[Requirement]
Below are entries; output exactly the lines from the one with "Ok(out) if out.exit_code" to the one with "t002 directive:bash echo", both included, and nothing else.

[Recorded information]
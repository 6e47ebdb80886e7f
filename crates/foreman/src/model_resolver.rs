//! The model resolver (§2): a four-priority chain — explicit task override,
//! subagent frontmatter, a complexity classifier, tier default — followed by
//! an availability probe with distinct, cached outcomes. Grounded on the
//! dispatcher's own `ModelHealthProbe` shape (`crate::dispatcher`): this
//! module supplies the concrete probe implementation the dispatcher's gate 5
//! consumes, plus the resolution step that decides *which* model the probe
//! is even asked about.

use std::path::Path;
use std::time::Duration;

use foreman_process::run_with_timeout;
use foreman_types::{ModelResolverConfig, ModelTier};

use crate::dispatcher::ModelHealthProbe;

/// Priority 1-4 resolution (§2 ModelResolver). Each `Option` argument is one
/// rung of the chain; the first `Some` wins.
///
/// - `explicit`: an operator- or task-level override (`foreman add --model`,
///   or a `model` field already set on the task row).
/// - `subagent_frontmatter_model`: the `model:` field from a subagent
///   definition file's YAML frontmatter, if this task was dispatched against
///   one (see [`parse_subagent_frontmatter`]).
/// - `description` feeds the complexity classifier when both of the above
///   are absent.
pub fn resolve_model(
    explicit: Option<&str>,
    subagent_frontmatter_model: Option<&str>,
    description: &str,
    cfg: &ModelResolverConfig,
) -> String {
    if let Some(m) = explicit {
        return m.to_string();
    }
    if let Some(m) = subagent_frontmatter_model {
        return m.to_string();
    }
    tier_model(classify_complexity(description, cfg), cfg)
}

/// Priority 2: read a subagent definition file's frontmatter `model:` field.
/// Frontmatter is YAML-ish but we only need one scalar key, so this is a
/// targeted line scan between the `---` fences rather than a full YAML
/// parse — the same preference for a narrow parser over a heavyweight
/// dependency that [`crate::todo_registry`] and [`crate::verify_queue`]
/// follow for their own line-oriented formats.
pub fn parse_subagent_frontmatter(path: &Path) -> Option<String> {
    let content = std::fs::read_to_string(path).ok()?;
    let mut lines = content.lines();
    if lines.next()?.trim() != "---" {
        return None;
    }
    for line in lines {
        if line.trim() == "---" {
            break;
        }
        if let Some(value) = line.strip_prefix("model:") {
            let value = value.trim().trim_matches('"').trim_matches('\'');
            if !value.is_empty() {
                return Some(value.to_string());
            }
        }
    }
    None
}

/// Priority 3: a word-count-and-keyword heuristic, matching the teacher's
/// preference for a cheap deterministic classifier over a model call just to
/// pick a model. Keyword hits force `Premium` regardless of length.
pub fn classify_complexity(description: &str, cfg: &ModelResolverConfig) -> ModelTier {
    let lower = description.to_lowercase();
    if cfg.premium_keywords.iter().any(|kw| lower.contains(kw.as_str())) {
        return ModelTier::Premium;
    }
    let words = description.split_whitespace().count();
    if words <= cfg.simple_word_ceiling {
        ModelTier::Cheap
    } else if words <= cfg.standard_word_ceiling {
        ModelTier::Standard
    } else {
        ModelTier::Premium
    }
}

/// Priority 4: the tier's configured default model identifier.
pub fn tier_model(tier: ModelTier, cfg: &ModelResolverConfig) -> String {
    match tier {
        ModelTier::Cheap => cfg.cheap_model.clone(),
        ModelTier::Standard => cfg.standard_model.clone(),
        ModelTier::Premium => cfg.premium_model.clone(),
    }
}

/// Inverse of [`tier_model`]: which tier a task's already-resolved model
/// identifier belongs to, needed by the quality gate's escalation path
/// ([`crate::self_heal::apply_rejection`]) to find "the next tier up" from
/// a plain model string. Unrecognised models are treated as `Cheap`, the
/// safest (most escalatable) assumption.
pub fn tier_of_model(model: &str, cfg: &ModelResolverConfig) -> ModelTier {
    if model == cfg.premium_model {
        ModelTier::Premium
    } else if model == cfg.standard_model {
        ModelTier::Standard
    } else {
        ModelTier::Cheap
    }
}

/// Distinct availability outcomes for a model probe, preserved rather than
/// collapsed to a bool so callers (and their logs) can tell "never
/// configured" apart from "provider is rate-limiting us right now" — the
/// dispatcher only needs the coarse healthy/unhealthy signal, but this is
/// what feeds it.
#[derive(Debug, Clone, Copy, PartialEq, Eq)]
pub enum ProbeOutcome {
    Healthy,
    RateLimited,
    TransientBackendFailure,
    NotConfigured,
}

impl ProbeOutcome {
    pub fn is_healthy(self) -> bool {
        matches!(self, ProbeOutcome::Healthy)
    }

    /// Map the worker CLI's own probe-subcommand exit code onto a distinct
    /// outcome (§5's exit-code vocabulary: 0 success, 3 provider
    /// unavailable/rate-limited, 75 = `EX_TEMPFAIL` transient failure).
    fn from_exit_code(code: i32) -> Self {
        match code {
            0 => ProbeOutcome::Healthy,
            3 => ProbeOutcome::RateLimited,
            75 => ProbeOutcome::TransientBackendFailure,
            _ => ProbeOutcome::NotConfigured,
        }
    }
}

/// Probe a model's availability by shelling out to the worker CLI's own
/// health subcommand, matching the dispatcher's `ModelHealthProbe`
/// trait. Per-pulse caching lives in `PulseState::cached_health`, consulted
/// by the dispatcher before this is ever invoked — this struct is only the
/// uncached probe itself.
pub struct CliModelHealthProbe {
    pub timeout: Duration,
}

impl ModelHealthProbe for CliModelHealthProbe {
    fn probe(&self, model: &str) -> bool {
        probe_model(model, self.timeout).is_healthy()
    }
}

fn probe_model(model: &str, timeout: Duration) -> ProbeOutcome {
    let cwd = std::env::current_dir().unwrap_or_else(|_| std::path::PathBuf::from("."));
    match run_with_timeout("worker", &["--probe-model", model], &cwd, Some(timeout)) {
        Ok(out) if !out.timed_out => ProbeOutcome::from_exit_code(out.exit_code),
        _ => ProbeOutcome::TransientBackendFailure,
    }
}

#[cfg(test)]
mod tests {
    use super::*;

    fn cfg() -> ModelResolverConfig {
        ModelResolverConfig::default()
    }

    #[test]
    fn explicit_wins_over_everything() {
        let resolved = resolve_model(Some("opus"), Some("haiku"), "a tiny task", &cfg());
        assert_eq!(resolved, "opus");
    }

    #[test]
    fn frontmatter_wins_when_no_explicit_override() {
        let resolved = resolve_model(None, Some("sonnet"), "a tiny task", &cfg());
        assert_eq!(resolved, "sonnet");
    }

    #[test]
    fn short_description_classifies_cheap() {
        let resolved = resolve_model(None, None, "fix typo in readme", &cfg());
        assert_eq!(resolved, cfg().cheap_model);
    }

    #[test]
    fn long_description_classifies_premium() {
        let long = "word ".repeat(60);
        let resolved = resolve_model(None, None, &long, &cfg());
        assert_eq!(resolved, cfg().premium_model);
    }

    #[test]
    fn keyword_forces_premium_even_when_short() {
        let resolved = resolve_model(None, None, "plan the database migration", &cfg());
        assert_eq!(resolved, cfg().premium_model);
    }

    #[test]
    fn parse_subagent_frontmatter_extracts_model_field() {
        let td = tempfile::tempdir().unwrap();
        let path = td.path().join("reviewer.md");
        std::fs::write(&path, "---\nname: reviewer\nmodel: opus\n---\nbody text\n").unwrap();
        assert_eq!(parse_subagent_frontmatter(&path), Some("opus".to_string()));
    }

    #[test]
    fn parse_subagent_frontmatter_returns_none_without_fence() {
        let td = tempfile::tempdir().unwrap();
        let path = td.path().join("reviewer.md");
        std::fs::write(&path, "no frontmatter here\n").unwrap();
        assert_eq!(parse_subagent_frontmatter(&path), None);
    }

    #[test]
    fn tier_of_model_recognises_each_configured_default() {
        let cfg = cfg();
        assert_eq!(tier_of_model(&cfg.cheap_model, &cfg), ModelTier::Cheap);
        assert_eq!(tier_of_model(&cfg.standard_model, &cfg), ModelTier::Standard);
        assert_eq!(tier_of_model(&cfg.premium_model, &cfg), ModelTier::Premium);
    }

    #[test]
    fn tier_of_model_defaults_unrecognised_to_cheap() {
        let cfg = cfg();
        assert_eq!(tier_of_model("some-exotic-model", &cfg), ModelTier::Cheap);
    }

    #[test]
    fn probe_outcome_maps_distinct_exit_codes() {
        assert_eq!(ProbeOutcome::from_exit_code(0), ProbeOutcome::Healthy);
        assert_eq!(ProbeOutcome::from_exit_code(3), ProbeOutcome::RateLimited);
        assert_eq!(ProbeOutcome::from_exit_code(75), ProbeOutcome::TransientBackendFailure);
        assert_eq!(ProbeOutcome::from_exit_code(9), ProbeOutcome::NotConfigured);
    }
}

* * *

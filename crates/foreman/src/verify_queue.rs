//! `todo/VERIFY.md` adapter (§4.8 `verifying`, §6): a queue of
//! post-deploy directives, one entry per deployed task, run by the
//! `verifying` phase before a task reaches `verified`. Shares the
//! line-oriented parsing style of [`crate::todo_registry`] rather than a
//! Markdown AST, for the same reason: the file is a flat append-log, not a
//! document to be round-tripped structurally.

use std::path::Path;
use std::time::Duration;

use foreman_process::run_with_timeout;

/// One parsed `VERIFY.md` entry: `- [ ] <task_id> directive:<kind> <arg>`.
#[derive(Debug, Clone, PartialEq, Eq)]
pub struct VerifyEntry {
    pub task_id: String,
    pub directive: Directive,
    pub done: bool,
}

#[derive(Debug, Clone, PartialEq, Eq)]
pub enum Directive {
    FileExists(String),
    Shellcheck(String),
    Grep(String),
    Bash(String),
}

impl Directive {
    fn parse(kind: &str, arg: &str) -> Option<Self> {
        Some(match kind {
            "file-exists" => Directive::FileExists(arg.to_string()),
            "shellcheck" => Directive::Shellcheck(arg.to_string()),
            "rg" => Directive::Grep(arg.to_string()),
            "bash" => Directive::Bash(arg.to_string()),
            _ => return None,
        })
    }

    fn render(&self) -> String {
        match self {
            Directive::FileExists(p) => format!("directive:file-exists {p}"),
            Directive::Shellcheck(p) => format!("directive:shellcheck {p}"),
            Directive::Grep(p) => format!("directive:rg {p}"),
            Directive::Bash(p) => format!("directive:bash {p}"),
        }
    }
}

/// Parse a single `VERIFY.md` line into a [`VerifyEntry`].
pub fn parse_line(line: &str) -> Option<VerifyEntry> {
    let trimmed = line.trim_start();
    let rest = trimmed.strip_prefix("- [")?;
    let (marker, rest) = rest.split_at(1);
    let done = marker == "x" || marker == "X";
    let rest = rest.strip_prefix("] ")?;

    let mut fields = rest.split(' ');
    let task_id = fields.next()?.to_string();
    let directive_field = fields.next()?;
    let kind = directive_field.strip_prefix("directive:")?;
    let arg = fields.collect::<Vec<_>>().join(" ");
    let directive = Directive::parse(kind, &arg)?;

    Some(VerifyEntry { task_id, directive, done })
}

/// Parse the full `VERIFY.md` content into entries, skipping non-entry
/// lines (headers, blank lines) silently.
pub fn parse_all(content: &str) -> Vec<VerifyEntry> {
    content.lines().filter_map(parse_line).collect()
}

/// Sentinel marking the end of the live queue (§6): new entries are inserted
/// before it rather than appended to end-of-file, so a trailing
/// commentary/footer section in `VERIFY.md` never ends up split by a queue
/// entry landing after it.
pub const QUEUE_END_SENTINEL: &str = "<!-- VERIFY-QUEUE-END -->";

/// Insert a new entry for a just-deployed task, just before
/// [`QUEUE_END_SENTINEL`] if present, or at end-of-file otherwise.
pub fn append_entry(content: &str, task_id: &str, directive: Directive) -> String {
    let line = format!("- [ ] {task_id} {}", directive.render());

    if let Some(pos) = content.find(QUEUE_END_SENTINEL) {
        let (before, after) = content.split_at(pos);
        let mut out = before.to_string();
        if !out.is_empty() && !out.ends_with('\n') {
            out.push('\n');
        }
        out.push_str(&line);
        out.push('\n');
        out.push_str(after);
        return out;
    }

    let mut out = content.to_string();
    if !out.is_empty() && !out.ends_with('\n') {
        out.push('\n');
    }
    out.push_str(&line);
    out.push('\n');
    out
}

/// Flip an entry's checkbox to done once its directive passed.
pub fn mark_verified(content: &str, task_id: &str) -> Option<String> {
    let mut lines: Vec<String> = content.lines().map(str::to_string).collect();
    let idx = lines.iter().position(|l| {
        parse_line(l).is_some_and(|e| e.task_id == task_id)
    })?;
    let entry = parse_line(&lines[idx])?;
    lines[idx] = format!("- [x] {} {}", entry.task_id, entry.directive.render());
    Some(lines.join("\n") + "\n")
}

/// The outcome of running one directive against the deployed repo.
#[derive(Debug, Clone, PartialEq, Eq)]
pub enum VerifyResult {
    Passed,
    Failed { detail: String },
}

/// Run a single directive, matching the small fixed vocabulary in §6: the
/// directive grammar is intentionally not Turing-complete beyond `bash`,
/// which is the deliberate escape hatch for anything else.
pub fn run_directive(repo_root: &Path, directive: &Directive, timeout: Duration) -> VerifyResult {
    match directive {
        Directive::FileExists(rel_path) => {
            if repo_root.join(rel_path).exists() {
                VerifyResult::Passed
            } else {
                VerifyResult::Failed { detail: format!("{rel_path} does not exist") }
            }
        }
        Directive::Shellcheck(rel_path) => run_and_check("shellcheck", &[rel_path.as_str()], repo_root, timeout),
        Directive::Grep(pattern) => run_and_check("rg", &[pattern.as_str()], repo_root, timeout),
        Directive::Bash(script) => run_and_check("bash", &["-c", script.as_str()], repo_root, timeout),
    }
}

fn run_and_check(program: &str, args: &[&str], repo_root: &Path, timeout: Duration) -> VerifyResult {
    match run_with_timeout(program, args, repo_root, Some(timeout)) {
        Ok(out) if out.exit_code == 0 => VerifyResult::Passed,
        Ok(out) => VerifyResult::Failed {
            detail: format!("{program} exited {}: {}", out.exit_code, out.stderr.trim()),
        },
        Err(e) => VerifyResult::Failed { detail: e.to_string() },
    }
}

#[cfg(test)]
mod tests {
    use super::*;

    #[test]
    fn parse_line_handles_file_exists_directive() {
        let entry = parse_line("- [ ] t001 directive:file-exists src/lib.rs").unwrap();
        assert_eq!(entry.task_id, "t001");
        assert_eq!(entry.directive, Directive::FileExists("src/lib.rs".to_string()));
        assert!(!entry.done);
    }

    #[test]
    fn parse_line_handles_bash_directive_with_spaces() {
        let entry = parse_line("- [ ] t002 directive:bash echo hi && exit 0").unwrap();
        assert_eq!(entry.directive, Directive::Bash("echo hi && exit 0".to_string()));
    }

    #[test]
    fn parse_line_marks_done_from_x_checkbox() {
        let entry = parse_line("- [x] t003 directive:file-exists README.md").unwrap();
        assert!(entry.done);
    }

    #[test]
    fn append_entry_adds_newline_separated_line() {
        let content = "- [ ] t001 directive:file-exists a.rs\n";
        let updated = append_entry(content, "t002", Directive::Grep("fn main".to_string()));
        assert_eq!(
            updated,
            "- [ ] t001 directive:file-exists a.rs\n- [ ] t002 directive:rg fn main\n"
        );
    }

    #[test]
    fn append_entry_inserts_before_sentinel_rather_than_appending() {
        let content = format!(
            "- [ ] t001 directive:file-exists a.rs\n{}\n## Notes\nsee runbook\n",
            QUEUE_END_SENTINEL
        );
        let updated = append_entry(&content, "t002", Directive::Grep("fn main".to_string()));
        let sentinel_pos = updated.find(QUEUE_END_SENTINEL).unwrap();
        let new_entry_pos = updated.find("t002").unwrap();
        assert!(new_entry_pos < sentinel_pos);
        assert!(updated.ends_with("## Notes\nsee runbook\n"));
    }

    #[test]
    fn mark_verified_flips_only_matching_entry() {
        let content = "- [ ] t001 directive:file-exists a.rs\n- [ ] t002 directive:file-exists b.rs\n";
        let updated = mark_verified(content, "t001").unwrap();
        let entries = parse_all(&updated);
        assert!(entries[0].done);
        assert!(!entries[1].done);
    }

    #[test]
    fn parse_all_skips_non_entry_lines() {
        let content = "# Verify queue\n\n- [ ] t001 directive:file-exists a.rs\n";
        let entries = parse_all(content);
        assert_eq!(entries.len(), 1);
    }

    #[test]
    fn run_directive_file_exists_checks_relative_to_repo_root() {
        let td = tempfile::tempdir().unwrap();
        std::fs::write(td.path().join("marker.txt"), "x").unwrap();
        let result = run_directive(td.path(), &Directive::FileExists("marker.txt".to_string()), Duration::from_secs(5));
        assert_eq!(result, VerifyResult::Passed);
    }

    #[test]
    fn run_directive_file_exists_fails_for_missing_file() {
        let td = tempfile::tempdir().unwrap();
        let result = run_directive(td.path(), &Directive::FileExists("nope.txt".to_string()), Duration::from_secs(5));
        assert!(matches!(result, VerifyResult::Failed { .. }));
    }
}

[Reply to the exercise]
        Ok(out) if out.exit_code == 0 => VerifyResult::Passed,
        Ok(out) => VerifyResult::Failed {
            detail: format!("{program} exited {}: {}", out.exit_code, out.stderr.trim()),
        },
        Err(e) => VerifyResult::Failed { detail: e.to_string() },
    }
}

#[cfg(test)]
mod tests {
    use super::*;

    #[test]
    fn parse_line_handles_file_exists_directive() {
        let entry = parse_line("- [ ] t001 directive:file-exists src/lib.rs").unwrap();
        assert_eq!(entry.task_id, "t001");
        assert_eq!(entry.directive, Directive::FileExists("src/lib.rs".to_string()));
        assert!(!entry.done);
    }

    #[test]
    fn parse_line_handles_bash_directive_with_spaces() {
        let entry = parse_line("- [ ] t002 directive:bash echo hi && exit 0").unwrap();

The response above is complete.